Gen Z is racking up credit card debt almost three times as fast as everyone else as inflation sinks in
- Gen Z is having a harder time paying off their credit cards as inflation increases.
- Compared to a year ago, credit card balances for younger people increased by 30%, VantageScore data shows.
Young people are starting to see the effects of inflation in their credit card bills.
Gen Z, or young people 25 and under, saw their credit card balance increase by 30% in the second quarter, compared to a year ago, according to credit score company VantageScore. The rest of the population saw an 11% rise in their credit card balance, per the report. VantageScore's data comes from a random sample of 12.5 million credit files in the US.

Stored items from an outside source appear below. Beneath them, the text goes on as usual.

//! Order-independent key-value map comparer.

use std::collections::{BTreeMap, HashMap};
use std::hash::BuildHasher;

use rustc_hash::FxHashMap;
use smallvec::SmallVec;

use crate::context::EqualityContext;
use crate::hash::{accumulate_unordered, combine, fold, SEED};
use crate::registry::ComparerHandle;

use super::{EqualityStrategy, Strategy};

/// Read access to a key-value map.
pub trait MapAccess: 'static {
    type Key: 'static;
    type Value: 'static;

    fn count(&self) -> usize;

    fn entries(&self) -> impl Iterator<Item = (&Self::Key, &Self::Value)>;
}

impl<K: 'static, V: 'static, S: BuildHasher + 'static> MapAccess for HashMap<K, V, S> {
    type Key = K;
    type Value = V;

    fn count(&self) -> usize {
        self.len()
    }

    fn entries(&self) -> impl Iterator<Item = (&K, &V)> {
        self.iter()
    }
}

impl<K: 'static, V: 'static> MapAccess for BTreeMap<K, V> {
    type Key = K;
    type Value = V;

    fn count(&self) -> usize {
        self.len()
    }

    fn entries(&self) -> impl Iterator<Item = (&K, &V)> {
        self.iter()
    }
}

/// Right-hand entries sharing one key hash.
type Bucket<'a, K, V> = SmallVec<[(&'a K, &'a V); 1]>;

/// Compares maps by content, ignoring iteration order.
///
/// Keys are matched structurally, not through the map's own lookup, so two
/// maps whose keys are equal only under the key strategy still match.
pub struct MapComparer<M: MapAccess> {
    key: Strategy<M::Key>,
    value: Strategy<M::Value>,
}

impl<M: MapAccess> MapComparer<M> {
    /// Comparer over the registry's key and value comparers.
    pub fn new(key: ComparerHandle<M::Key>, value: ComparerHandle<M::Value>) -> Self {
        Self::with_strategies(key, value)
    }

    /// Comparer with caller-supplied key and value strategies.
    pub fn with_strategies(
        key: impl EqualityStrategy<M::Key> + 'static,
        value: impl EqualityStrategy<M::Value> + 'static,
    ) -> Self {
        Self {
            key: Box::new(key),
            value: Box::new(value),
        }
    }
}

impl<M: MapAccess> EqualityStrategy<M> for MapComparer<M> {
    fn equals(&self, x: &M, y: &M, cx: &mut EqualityContext) -> bool {
        if x.count() != y.count() {
            return false;
        }

        let mut buckets: FxHashMap<u64, Bucket<'_, M::Key, M::Value>> =
            FxHashMap::with_capacity_and_hasher(y.count(), Default::default());
        for (key, value) in y.entries() {
            buckets
                .entry(self.key.hash(key, cx))
                .or_default()
                .push((key, value));
        }

        for (key, value) in x.entries() {
            let Some(bucket) = buckets.get_mut(&self.key.hash(key, cx)) else {
                return false;
            };
            let Some(at) = bucket
                .iter()
                .position(|&(other, _)| self.key.equals(key, other, cx))
            else {
                return false;
            };
            let (_, other) = bucket.swap_remove(at);
            if !self.value.equals(value, other, cx) {
                return false;
            }
        }
        true
    }

    fn hash(&self, x: &M, cx: &mut EqualityContext) -> u64 {
        let mut acc = 0_u64;
        for (key, value) in x.entries() {
            let key_hash = self.key.hash(key, cx);
            acc = accumulate_unordered(acc, self.value.fold_into(key_hash, value, cx));
        }
        fold(combine(SEED, acc), x.count() as u64)
    }
}

#[cfg(test)]
#[allow(clippy::unwrap_used, reason = "tests panic on unexpected state")]
mod tests;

People with low credit scores under 660 also saw a credit card balance increase by almost 25%, over double the percent for the rest of the population. For millennials, the data found that their credit card balances went up by 22% over the past year.
With inflation driving prices up for commodities like gas and food, young and low-income consumers are having a harder time paying off credit card and other bills than they were earlier in the pandemic.
During the pandemic, consumers had some cushion from stimulus checks, savings, and a pause on student loan repayments that helped them pay down their debt more, Silvio Tavares, CEO and president of VantageScore, told Insider.
VantageScore found that the percentage of credit card loans 30 days past due is still below where it was before the pandemic, but it's increasing, especially for Gen Z and millennials.
Reuters reported that consumer credit ratings agency TransUnion estimated the percentage of credit card delinquencies could reach 8.4% in the first quarter next year.
"This doesn't mean the sky is falling," Tavares said. "We just need to monitor the trend and see if it continues and spreads to other groups."
Tavares told Reuters that some Americans are paying off less credit card debt while spending more on travel and dining.
Consumer spending data reflects that, despite high inflation, people are still spending more on travel and transportation compared to other goods and services.
"There are some signs that inflation has peaked and is coming down," Tavares said.
Part of the reason Gen Z and millennials saw an increase in credit card balances, Tavares said, is because their income wasn't increasing as fast as inflation, so they needed a way to supplement their needs.
"If inflation levels off, we won't see balances rising as quickly," he said. He also added that extending the pause on student loan repayments would help Gen Z and millennials save more money to pay off credit card debts.
Overall, Tavares said consumers are healthy, and credit scores are trending up, even for Gen Z and millennials.